---- Records to use

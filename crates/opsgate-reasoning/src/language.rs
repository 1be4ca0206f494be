// crates/opsgate-reasoning/src/language.rs
// ============================================================================
// Module: Language Detection (M1, stage 5)
// Description: Closed-class word-set frequency match over a small set of
//              languages.
// Dependencies: none beyond std
// ============================================================================

const ENGLISH_WORDS: &[&str] = &[
    "the", "and", "is", "are", "to", "of", "for", "in", "on", "with", "this", "that", "please",
    "will", "we", "you", "have", "be", "at",
];
const SPANISH_WORDS: &[&str] = &[
    "el", "la", "los", "las", "de", "que", "y", "en", "un", "una", "por", "para", "con", "es",
    "son", "favor", "usted",
];
const FRENCH_WORDS: &[&str] = &[
    "le", "la", "les", "de", "et", "un", "une", "pour", "avec", "est", "sont", "vous", "nous",
    "merci", "svp",
];
const GERMAN_WORDS: &[&str] = &[
    "der", "die", "das", "und", "ist", "sind", "fuer", "mit", "sie", "wir", "bitte", "nicht",
    "ein", "eine",
];

/// Best-guess ISO 639-1 language code and the confidence behind it.
#[derive(Debug, Clone, PartialEq)]
pub struct LanguageGuess {
    /// Detected language code, default `en`.
    pub language: String,
    /// Match confidence in `[0, 1]`. `0` for empty text.
    pub confidence: f64,
}

fn score(words: &[&str], wordset: &[&str]) -> usize {
    words.iter().filter(|word| wordset.contains(word)).count()
}

/// Guesses the language of `text` by frequency-matching lowercased words
/// against closed word sets for English, Spanish, French, and German.
/// Defaults to `en` with confidence `0.0` for empty text.
#[must_use]
pub(crate) fn detect(text: &str) -> LanguageGuess {
    let lowercase = text.to_lowercase();
    let words: Vec<&str> = lowercase
        .split(|c: char| !c.is_alphanumeric())
        .filter(|word| !word.is_empty())
        .collect();

    if words.is_empty() {
        return LanguageGuess { language: "en".to_string(), confidence: 0.0 };
    }

    let candidates = [
        ("en", score(&words, ENGLISH_WORDS)),
        ("es", score(&words, SPANISH_WORDS)),
        ("fr", score(&words, FRENCH_WORDS)),
        ("de", score(&words, GERMAN_WORDS)),
    ];

    let (language, matches) = candidates
        .into_iter()
        .max_by_key(|(_, matches)| *matches)
        .unwrap_or(("en", 0));

    if matches == 0 {
        return LanguageGuess { language: "en".to_string(), confidence: 0.0 };
    }

    #[allow(clippy::cast_precision_loss, reason = "word counts fit comfortably in f64 mantissa")]
    let confidence = (matches as f64 / words.len() as f64).min(1.0);

    LanguageGuess { language: language.to_string(), confidence }
}

#[cfg(test)]
mod tests {
    use super::detect;

    #[test]
    fn empty_text_defaults_to_english_zero_confidence() {
        let guess = detect("");
        assert_eq!(guess.language, "en");
        assert_eq!(guess.confidence, 0.0);
    }

    #[test]
    fn english_sentence_is_detected() {
        let guess = detect("please review the report and let us know");
        assert_eq!(guess.language, "en");
        assert!(guess.confidence > 0.0);
    }

    #[test]
    fn spanish_sentence_is_detected() {
        let guess = detect("por favor revise el informe para usted");
        assert_eq!(guess.language, "es");
    }
}
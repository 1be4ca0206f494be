// crates/opsgate-reasoning/src/extraction.rs
// ============================================================================
// Module: Structured-Data Extraction (M1, stage 4)
// Description: Pulls emails, phone numbers, URLs, file references,
//              mentions, dates, times, and monetary amounts out of cleaned
//              body text.
// Dependencies: opsgate-core, regex
// ============================================================================

use std::sync::LazyLock;

use opsgate_core::MoneyAmount;
use opsgate_core::NormalizedDate;
use regex::Regex;

#[allow(clippy::expect_used, reason = "regex literals are fixed at compile time and known valid")]
static EMAIL: LazyLock<Regex> =
    LazyLock::new(|| Regex::new(r"[A-Za-z0-9._%+-]+@[A-Za-z0-9.-]+\.[A-Za-z]{2,}").expect("valid regex"));
#[allow(clippy::expect_used, reason = "regex literals are fixed at compile time and known valid")]
static PHONE: LazyLock<Regex> = LazyLock::new(|| {
    Regex::new(r"(?:\+1[-.\s]?)?\(?\d{3}\)?[-.\s]?\d{3}[-.\s]?\d{4}\b").expect("valid regex")
});
#[allow(clippy::expect_used, reason = "regex literals are fixed at compile time and known valid")]
static URL: LazyLock<Regex> =
    LazyLock::new(|| Regex::new(r"https?://[^\s<>()]+[^\s<>().,;:!?]").expect("valid regex"));
#[allow(clippy::expect_used, reason = "regex literals are fixed at compile time and known valid")]
static FILE_REFERENCE: LazyLock<Regex> = LazyLock::new(|| {
    Regex::new(r"(?i)\b[\w-]+\.(pdf|docx?|xlsx?|pptx?|csv|txt|png|jpe?g|zip|json|md)\b").expect("valid regex")
});
#[allow(clippy::expect_used, reason = "regex literals are fixed at compile time and known valid")]
static MENTION: LazyLock<Regex> = LazyLock::new(|| Regex::new(r"@[A-Za-z0-9_.-]+").expect("valid regex"));
#[allow(clippy::expect_used, reason = "regex literals are fixed at compile time and known valid")]
static MONEY: LazyLock<Regex> = LazyLock::new(|| {
    Regex::new(r"(?i)(?:([$€£¥])\s?([\d,]+(?:\.\d{1,2})?)|([\d,]+(?:\.\d{1,2})?)\s?(USD|EUR|GBP|JPY|INR))")
        .expect("valid regex")
});
#[allow(clippy::expect_used, reason = "regex literals are fixed at compile time and known valid")]
static ISO_DATE: LazyLock<Regex> =
    LazyLock::new(|| Regex::new(r"\b(\d{4})-(\d{2})-(\d{2})\b").expect("valid regex"));
#[allow(clippy::expect_used, reason = "regex literals are fixed at compile time and known valid")]
static SLASH_DATE: LazyLock<Regex> =
    LazyLock::new(|| Regex::new(r"\b(\d{1,2})/(\d{1,2})/(\d{4})\b").expect("valid regex"));
#[allow(clippy::expect_used, reason = "regex literals are fixed at compile time and known valid")]
static WRITTEN_DATE: LazyLock<Regex> = LazyLock::new(|| {
    Regex::new(
        r"(?i)\b(jan(?:uary)?|feb(?:ruary)?|mar(?:ch)?|apr(?:il)?|may|jun(?:e)?|jul(?:y)?|aug(?:ust)?|sep(?:tember)?|oct(?:ober)?|nov(?:ember)?|dec(?:ember)?)\s+(\d{1,2}),?\s+(\d{4})\b",
    )
    .expect("valid regex")
});
#[allow(clippy::expect_used, reason = "regex literals are fixed at compile time and known valid")]
static TIME: LazyLock<Regex> =
    LazyLock::new(|| Regex::new(r"(?i)\b(\d{1,2}):(\d{2})\s?(am|pm)?\b").expect("valid regex"));
#[allow(clippy::expect_used, reason = "regex literals are fixed at compile time and known valid")]
static EOD_COB: LazyLock<Regex> = LazyLock::new(|| Regex::new(r"(?i)\b(eod|cob)\b").expect("valid regex"));
#[allow(clippy::expect_used, reason = "regex literals are fixed at compile time and known valid")]
static RELATIVE_DATE: LazyLock<Regex> =
    LazyLock::new(|| Regex::new(r"(?i)\b(today|tomorrow|next week|next month|last week|last month)\b").expect("valid regex"));

fn dedup(mut items: Vec<String>) -> Vec<String> {
    let mut seen = std::collections::HashSet::new();
    items.retain(|item| seen.insert(item.clone()));
    items
}

#[must_use]
pub(crate) fn emails(text: &str) -> Vec<String> {
    dedup(EMAIL.find_iter(text).map(|m| m.as_str().to_string()).collect())
}

#[must_use]
pub(crate) fn phone_numbers(text: &str) -> Vec<String> {
    dedup(PHONE.find_iter(text).map(|m| m.as_str().to_string()).collect())
}

#[must_use]
pub(crate) fn urls(text: &str) -> Vec<String> {
    dedup(URL.find_iter(text).map(|m| m.as_str().to_string()).collect())
}

#[must_use]
pub(crate) fn file_references(text: &str) -> Vec<String> {
    dedup(FILE_REFERENCE.find_iter(text).map(|m| m.as_str().to_string()).collect())
}

#[must_use]
pub(crate) fn mentions(text: &str) -> Vec<String> {
    dedup(MENTION.find_iter(text).map(|m| m.as_str().to_string()).collect())
}

fn currency_symbol_code(symbol: &str) -> &'static str {
    match symbol {
        "$" => "USD",
        "€" => "EUR",
        "£" => "GBP",
        "¥" => "JPY",
        _ => "USD",
    }
}

#[must_use]
pub(crate) fn amounts(text: &str) -> Vec<MoneyAmount> {
    MONEY
        .captures_iter(text)
        .map(|captures| {
            if let (Some(symbol), Some(amount)) = (captures.get(1), captures.get(2)) {
                MoneyAmount {
                    amount: amount.as_str().replace(',', ""),
                    currency: currency_symbol_code(symbol.as_str()).to_string(),
                }
            } else {
                let amount = captures.get(3).map_or("", |m| m.as_str());
                let code = captures.get(4).map_or("USD", |m| m.as_str());
                MoneyAmount {
                    amount: amount.replace(',', ""),
                    currency: code.to_uppercase(),
                }
            }
        })
        .collect()
}

fn month_number(name: &str) -> u32 {
    let lower = name.to_lowercase();
    match &lower[..3.min(lower.len())] {
        "jan" => 1,
        "feb" => 2,
        "mar" => 3,
        "apr" => 4,
        "may" => 5,
        "jun" => 6,
        "jul" => 7,
        "aug" => 8,
        "sep" => 9,
        "oct" => 10,
        "nov" => 11,
        "dec" => 12,
        _ => 1,
    }
}

#[must_use]
pub(crate) fn dates(text: &str) -> Vec<NormalizedDate> {
    let mut result = Vec::new();

    for captures in ISO_DATE.captures_iter(text) {
        result.push(NormalizedDate {
            raw: captures[0].to_string(),
            iso: format!("{}-{}-{}", &captures[1], &captures[2], &captures[3]),
        });
    }
    for captures in SLASH_DATE.captures_iter(text) {
        let month: u32 = captures[1].parse().unwrap_or(1);
        let day: u32 = captures[2].parse().unwrap_or(1);
        result.push(NormalizedDate {
            raw: captures[0].to_string(),
            iso: format!("{}-{month:02}-{day:02}", &captures[3]),
        });
    }
    for captures in WRITTEN_DATE.captures_iter(text) {
        let month = month_number(&captures[1]);
        let day: u32 = captures[2].parse().unwrap_or(1);
        result.push(NormalizedDate {
            raw: captures[0].to_string(),
            iso: format!("{}-{month:02}-{day:02}", &captures[3]),
        });
    }

    result
}

#[must_use]
pub(crate) fn has_relative_date(text: &str) -> bool {
    RELATIVE_DATE.is_match(text)
}

#[must_use]
pub(crate) fn times(text: &str) -> Vec<String> {
    let mut result: Vec<String> = TIME
        .captures_iter(text)
        .map(|captures| {
            let hour: u32 = captures[1].parse().unwrap_or(0);
            let minute = &captures[2];
            let meridiem = captures.get(3).map(|m| m.as_str().to_lowercase());
            let hour24 = match meridiem.as_deref() {
                Some("pm") if hour != 12 => hour + 12,
                Some("am") if hour == 12 => 0,
                _ => hour,
            };
            format!("{hour24:02}:{minute}")
        })
        .collect();

    if EOD_COB.is_match(text) {
        result.push("17:00".to_string());
    }

    dedup(result)
}

#[cfg(test)]
mod tests {
    use super::*;

    #[test]
    fn extracts_email_and_mention() {
        assert_eq!(emails("reach me at jane@example.com please"), vec!["jane@example.com"]);
        assert_eq!(mentions("cc @bob.smith on this"), vec!["@bob.smith"]);
    }

    #[test]
    fn extracts_dollar_amount() {
        let found = amounts("the invoice is $1,200.50 total");
        assert_eq!(found[0].amount, "1200.50");
        assert_eq!(found[0].currency, "USD");
    }

    #[test]
    fn extracts_suffixed_currency_code() {
        let found = amounts("budget of 500 EUR approved");
        assert_eq!(found[0].amount, "500");
        assert_eq!(found[0].currency, "EUR");
    }

    #[test]
    fn normalizes_iso_and_slash_dates() {
        let found = dates("due 2026-03-05 or 3/5/2026");
        assert_eq!(found[0].iso, "2026-03-05");
        assert_eq!(found[1].iso, "2026-03-05");
    }

    #[test]
    fn eod_normalizes_to_five_pm() {
        assert!(times("please reply EOD").contains(&"17:00".to_string()));
    }

    #[test]
    fn twelve_hour_times_convert_to_24h() {
        assert_eq!(times("meet at 2:30pm")[0], "14:30");
    }
}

--------

- What to produce -
For every line above that has "Dependencies" in it, copy the line.

- Answer for the task -
// Dependencies: none beyond std
// Dependencies: opsgate-core, regex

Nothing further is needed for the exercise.